Hier lag der Fall so, dass die klagende Kanzlei sich die streitgegenständlichen Ansprüche ihres Mandanten hatte abtreten lassen und in „eigener Regie“ vorging und am selben Tag eine größere Zahl gleichlautender Abmahnungen sowohl gegen Hersteller, Zwischenhändler als auch gegen diverse Einzelhändler wie die Beklagte verschickte. Der BGH stellte bezüglich letzterem jedoch klar, dass diese Form des Vorgehens gegen unterschiedliche Adressaten grundsätzlich nicht rechtsmissbräuchlich sei.
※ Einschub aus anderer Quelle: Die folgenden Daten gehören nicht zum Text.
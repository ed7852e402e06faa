//! Chaos-game point generator on the square `[-1,1]²`.
//!
//! Model
//! - Seed: `p0 = (frand(), frand())` and a corner `c0` in `0..4`. The seed is not
//!   part of the output.
//! - Step: draw a corner `c2` until it is not the diagonal of the previous corner
//!   `c1`, emit `p2 = midpoint(p1, corner[c2])`, then `p1 = p2`, `c1 = c2`.
//! - Forbidding the diagonal jump is what turns uniform noise into the fractal
//!   pattern.
//!
//! Draw order is fixed (seed x, seed y, initial corner, then corner draws per
//! step), so a seeded source reproduces a run exactly.
//!
//! Errors
//! - Negative counts and a zero redraw cap are `InvalidArgument`.
//! - A source that runs dry, returns out-of-range draws, or keeps returning the
//!   diagonal corner past `ChaosCfg::max_corner_draws` is a `Generator` error.
//!   The sequence stops at the failing step; nothing malformed is emitted.

use std::iter::FusedIterator;

use nalgebra::Vector2;
use rand::rngs::StdRng;
use tracing::{debug, warn};

use crate::source::{RandomSource, RngSource, SourceError};
use crate::square::{corner, diagonal_of, is_diagonal, midpoint, Point2, CORNER_COUNT};

/// Default cap on corner draws within a single step.
pub const DEFAULT_MAX_CORNER_DRAWS: u32 = 10_000;

/// Cap on unit redraws for one symmetric seed coordinate.
const MAX_SEED_REDRAWS: u32 = 64;

const PREALLOC_CAP: usize = 1 << 16;

#[derive(Debug, Clone, PartialEq, thiserror::Error)]
pub enum ChaosError {
    #[error("invalid argument: {reason}")]
    InvalidArgument { reason: String },
    #[error("generator error: {reason}")]
    Generator { reason: String },
}

impl ChaosError {
    fn invalid(reason: impl Into<String>) -> Self {
        Self::InvalidArgument {
            reason: reason.into(),
        }
    }

    fn generator(reason: impl Into<String>) -> Self {
        Self::Generator {
            reason: reason.into(),
        }
    }
}

impl From<SourceError> for ChaosError {
    fn from(e: SourceError) -> Self {
        Self::generator(e.to_string())
    }
}

/// How the seed point coordinates are drawn.
///
/// The classroom script negates a draw `x ∈ [0,1)` when `x % 2 == 1`, which
/// never holds, so its seed point always lands in `[0,1)²`. The intent was
/// most likely a symmetric draw on the open interval `(-1,1)`.
#[derive(Clone, Copy, Debug, Default, PartialEq, Eq)]
pub enum SeedPointMode {
    /// Reproduce the script: coordinates in `[0,1)`.
    #[default]
    Observed,
    /// `2x - 1`: coordinates in `(-1,1)`. A draw of exactly `0` (which would
    /// give `-1`) is redrawn.
    Symmetric,
}

/// Generator configuration.
#[derive(Clone, Copy, Debug)]
pub struct ChaosCfg {
    /// Maximum corner draws per step, including the first. Must be > 0.
    pub max_corner_draws: u32,
    pub seed_point: SeedPointMode,
}

impl Default for ChaosCfg {
    fn default() -> Self {
        Self {
            max_corner_draws: DEFAULT_MAX_CORNER_DRAWS,
            seed_point: SeedPointMode::Observed,
        }
    }
}

impl ChaosCfg {
    fn validate(&self) -> Result<(), ChaosError> {
        if self.max_corner_draws == 0 {
            return Err(ChaosError::invalid("max_corner_draws must be > 0"));
        }
        Ok(())
    }
}

/// One emitted point plus the bookkeeping that produced it.
#[derive(Clone, Copy, Debug, PartialEq)]
pub struct Step {
    pub point: Point2,
    /// Corner index the point moved towards.
    pub corner: usize,
    /// Corner draws spent in this step (1 unless the diagonal was drawn).
    pub corner_draws: u32,
}

/// Validate a signed point count.
pub fn point_count(n: i64) -> Result<usize, ChaosError> {
    if n < 0 {
        return Err(ChaosError::invalid(format!(
            "point count must be non-negative, got {n}"
        )));
    }
    usize::try_from(n).map_err(|_| ChaosError::invalid(format!("point count {n} too large")))
}

/// Lazy chaos-game sequence of exactly `n` points.
///
/// Iterating yields `Result<Point2, ChaosError>`; after the first error the
/// iterator is exhausted.
#[derive(Debug)]
pub struct ChaosGenerator<S> {
    source: S,
    cfg: ChaosCfg,
    seed_point: Point2,
    initial_corner: usize,
    current: Point2,
    prev_corner: usize,
    remaining: usize,
    failed: bool,
}

impl<S: RandomSource> ChaosGenerator<S> {
    /// Validate `n`, then draw the seed point and initial corner from `source`.
    pub fn new(n: i64, mut source: S, cfg: ChaosCfg) -> Result<Self, ChaosError> {
        let remaining = point_count(n)?;
        cfg.validate()?;
        let x = frand(&mut source, cfg.seed_point)?;
        let y = frand(&mut source, cfg.seed_point)?;
        let c0 = draw_corner(&mut source)?;
        let seed_point = Vector2::new(x, y);
        debug!(
            n = remaining,
            seed_x = x,
            seed_y = y,
            initial_corner = c0,
            mode = ?cfg.seed_point,
            "chaos generator ready"
        );
        Ok(Self {
            source,
            cfg,
            seed_point,
            initial_corner: c0,
            current: seed_point,
            prev_corner: c0,
            remaining,
            failed: false,
        })
    }

    pub fn cfg(&self) -> &ChaosCfg {
        &self.cfg
    }

    /// The (unemitted) starting point.
    pub fn seed_point(&self) -> Point2 {
        self.seed_point
    }

    pub fn initial_corner(&self) -> usize {
        self.initial_corner
    }

    /// Points still to be emitted.
    pub fn remaining(&self) -> usize {
        if self.failed {
            0
        } else {
            self.remaining
        }
    }

    pub fn source(&self) -> &S {
        &self.source
    }

    pub fn into_source(self) -> S {
        self.source
    }

    /// Advance one step. `Ok(None)` once all `n` points are out.
    pub fn next_step(&mut self) -> Result<Option<Step>, ChaosError> {
        if self.failed || self.remaining == 0 {
            return Ok(None);
        }
        match self.advance() {
            Ok(step) => Ok(Some(step)),
            Err(e) => {
                self.failed = true;
                Err(e)
            }
        }
    }

    fn advance(&mut self) -> Result<Step, ChaosError> {
        let (c2, corner_draws) = self.choose_corner()?;
        let target = corner(c2)
            .ok_or_else(|| ChaosError::generator(format!("corner index {c2} out of range")))?;
        let p2 = midpoint(self.current, target);
        self.current = p2;
        self.prev_corner = c2;
        self.remaining -= 1;
        Ok(Step {
            point: p2,
            corner: c2,
            corner_draws,
        })
    }

    /// All remaining steps, or the first error.
    pub fn collect_steps(mut self) -> Result<Vec<Step>, ChaosError> {
        // `remaining` can be far larger than what a source ever delivers.
        let mut out = Vec::with_capacity(self.remaining.min(PREALLOC_CAP));
        while let Some(step) = self.next_step()? {
            out.push(step);
        }
        Ok(out)
    }

    /// All remaining points, or the first error.
    pub fn collect_points(self) -> Result<Vec<Point2>, ChaosError> {
        self.collect::<Result<Vec<_>, _>>()
    }

    fn choose_corner(&mut self) -> Result<(usize, u32), ChaosError> {
        for draws in 1..=self.cfg.max_corner_draws {
            let c2 = draw_corner(&mut self.source)?;
            if !is_diagonal(self.prev_corner, c2) {
                return Ok((c2, draws));
            }
        }
        let diagonal = diagonal_of(self.prev_corner);
        warn!(
            previous = self.prev_corner,
            diagonal,
            cap = self.cfg.max_corner_draws,
            "corner redraw cap exceeded"
        );
        Err(ChaosError::generator(format!(
            "drew diagonal corner {diagonal} {} times in a row after corner {}",
            self.cfg.max_corner_draws, self.prev_corner
        )))
    }
}

impl ChaosGenerator<RngSource<StdRng>> {
    /// Generator over a seeded `StdRng`.
    pub fn seeded(n: i64, seed: u64, cfg: ChaosCfg) -> Result<Self, ChaosError> {
        Self::new(n, RngSource::seeded(seed), cfg)
    }
}

impl<S: RandomSource> Iterator for ChaosGenerator<S> {
    type Item = Result<Point2, ChaosError>;

    fn next(&mut self) -> Option<Self::Item> {
        self.next_step().map(|s| s.map(|s| s.point)).transpose()
    }

    fn size_hint(&self) -> (usize, Option<usize>) {
        // An error may cut the sequence short, but it is still yielded as an item.
        let n = self.remaining();
        (n.min(1), Some(n))
    }
}

impl<S: RandomSource> FusedIterator for ChaosGenerator<S> {}

/// Batch form: `n` points from a seeded `StdRng`.
pub fn generate_points(n: i64, seed: u64, cfg: ChaosCfg) -> Result<Vec<Point2>, ChaosError> {
    ChaosGenerator::seeded(n, seed, cfg)?.collect_points()
}

fn frand<S: RandomSource>(source: &mut S, mode: SeedPointMode) -> Result<f64, ChaosError> {
    match mode {
        SeedPointMode::Observed => {
            let mut x = draw_unit(source)?;
            // Never true for x in [0,1); kept so the draw matches the script.
            if x % 2.0 == 1.0 {
                x *= -1.0;
            }
            Ok(x)
        }
        SeedPointMode::Symmetric => {
            for _ in 0..MAX_SEED_REDRAWS {
                let x = 2.0 * draw_unit(source)? - 1.0;
                if x > -1.0 {
                    return Ok(x);
                }
            }
            Err(ChaosError::generator(format!(
                "unit draw was 0 {MAX_SEED_REDRAWS} times in a row"
            )))
        }
    }
}

fn draw_unit<S: RandomSource>(source: &mut S) -> Result<f64, ChaosError> {
    let x = source.unit()?;
    if !(0.0..1.0).contains(&x) {
        return Err(ChaosError::generator(format!("unit draw {x} outside [0,1)")));
    }
    Ok(x)
}

fn draw_corner<S: RandomSource>(source: &mut S) -> Result<usize, ChaosError> {
    let c = source.corner()?;
    if c >= CORNER_COUNT {
        return Err(ChaosError::generator(format!(
            "corner draw {c} outside 0..{CORNER_COUNT}"
        )));
    }
    Ok(c)
}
Unter Berücksichtigung des Grundsatzes der Verhältnismäßigkeit könne es jedoch im Einzelfall ein Indiz für eine Rechtsmissbräuchlichkeit sein, wenn schonendere Möglichkeiten zur Rechtsdurchsetzung nicht genutzt worden seien. Dies erfordere nicht, dass bereits ein Titel gegen Hersteller oder Zwischenhändler vorliege. Ausreichend sei bereits, wenn die Abmahnung von zahlreichen Händlern sich wegen des damit verbundenen Kostenrisikos unter Berücksichtigung der objektiven Interessenlage als nicht interessengerecht erweise. Im hiesigen Fall ließ der BGH eine solche Beurteilung indes offen und stütze die Begründung des rechtsmissbräuchlichen Vorgehens stattdessen auf die folgenden Aspekte.

Neben der Geltendmachung auf eigenes Risiko sprach hier für eine Rechtsmissbräuchlichkeit bzw. gegen ein diese ausschließendes überwiegendes Interesse an der Verteidigung gegen Rechtsverletzungen nach dem Urheberrecht, dass in anderen Ländern nicht wie in Deutschland gegen die Rechtsverletzungen vorgegangen wurde.

Des Weiten war auch bekannt, dass die Klägerin schon in anderen Fällen ähnlich vorgegangen war und die Partner der Kanzlei zugleich Mitgesellschafter und Geschäftsführer einer weiteren GmbH waren, welche für die Ermittlungen von Rechtsverletzungen wie der hiesigen zusätzlich Gebühren i.H.v. 100 Euro pro erfolgreicher Ermittlung kassiert. Der Prozessbevollmächtigte der Klägerin hatte in diesem Zusammenhang vor dem Landgericht Hamburg eingeräumt, dass die GmbH auf Grundlage eines Gesamtauftrages automatisch nach Rechtsverletzungen im Inland sucht, die Klägerin das wirtschaftliche Risiko der Prozessführung trage und sie mit Aufträgen des abtretenden Rechteinhabers im Ergebnis Gebühren erwirtschaften könne. Hier ließ sich eine klar überwiegende Motivation der Klägerin an der Generierung von Gebühren im Verhältnis zur Verfolgung der Rechtsverletzungen erkennen.